今日紹介するのはファンタジー。「白と黒のとびら: オートマトン形式言語をめぐる冒険」です。知らない人にはなんやソレというタイトルですが、知っている人は多分知っている。情報科学の分野です。

先にどういうネタが入っているかを紹介しておくと、

・正則言語と有限オートマトン
・有限オートマトンの決定性・非決定性と正則表現
・有限オートマトンと実際の機械
・文脈自由言語とプッシュダウンオートマトン
・正則言語と文脈自由言語に対する反復補題
・文脈自由文法とプッシュダウンオートマトンの透過性
・文脈自由言語の統語解析
・文脈依存言語と線形拘束オートマトンチューリングマシン
万能チューリングマシン
・対角線言語と決定不能

こんな感じ。私はこのあたり全部知っているので、コレはアレだなという感じで読めるのですが、知らない人でも読めるのだろうかと思って読んでもらったら、案外読めるみたいです。

主人公はガレット・ロンヌイ。魔法使いの弟子です。師匠の魔法使いの名前はアルドゥイン。何でも知っていて何でもできる感じのキャラです。第9章の「不毛な論争」で、校長がアルドゥインに「君の結論は正しいと分かっている」と言うのですが、

「校長、そのような判断は非常に危うい。私だって間違うことがあるし、愚か者と思われている人間であっても、正しいことを言うことがある」
(p.160)

確かに、正しいことは嘘つきが言っても正しいし、間違っていることは教授が言ったって間違いですね。しかし、日常生活では、嘘つきが言えば嘘に聞えるし、大学教授がテレビで何か言ったら正しいような気がするから不思議ですよね。お師匠様は、とことんロジカルな性格のようです。ただしこれが結構スパルタです。

部分点だと? 甘えるな。するべきことを全部していないのは、何もできていないのと同じだ。
(p.43)

全部していない、なんて表現は部分否定か全否定か分からないからよくないですけどね。

ガレットは、いろいろ仕事をやらされますが、第6章の「祝祭」では、「あべこべ祭り」というお祭りにミハという女の子を連れて行く、という仕事を命じられます。このお祭りには、普段の自分と正反対の恰好をするルールがあります。てなわけで、ミハは猫のコスプレで出てきます。
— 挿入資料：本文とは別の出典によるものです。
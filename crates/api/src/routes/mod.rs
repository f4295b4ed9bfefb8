pub mod achievements;
pub mod actions;
pub mod admin;
pub mod health;
pub mod leaderboard;
pub mod points;
pub mod users;

use axum::Router;

use crate::state::AppState;

/// Build the `/api/v1` route tree.
///
/// Route hierarchy:
///
/// ```text
/// /points/calculate                       classify an action (POST)
///
/// /actions                                record an action (POST)
///
/// /users/{id}/progress                    recomputed progress
/// /users/{id}/actions                     paginated ledger (self or admin)
/// /users/{id}/achievements                unlocked achievements
/// /users/{id}/achievements/check          evaluate and unlock (POST, self or admin)
///
/// /achievements                           static catalog
///
/// /leaderboard                            scoped, windowed ranking
///
/// /admin/analytics                        analytics rollup (admin only)
/// ```
pub fn api_routes() -> Router<AppState> {
    Router::new()
        .nest("/points", points::router())
        .nest("/actions", actions::router())
        .nest("/users", users::router())
        .nest("/achievements", achievements::router())
        .nest("/leaderboard", leaderboard::router())
        .nest("/admin", admin::router())
}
「あのね、ミハは犬が大好きなの。だから犬の恰好をしようと思ったの。でも、犬の反対は猫でしょ。だから、猫なの」
「ああ、そう」
(p.95)

ふーん、そうかにゃ、という感じですがいまいちわかりません。ガレットは下っ端なので偉い魔法使いのコスプレで出かけます。ワナみたいなのにハマってしまいますが、何とか切り抜けます

この物語の魔法ですが、どういう原理で発動できるのか謎なのですが、次のような設定があるようです。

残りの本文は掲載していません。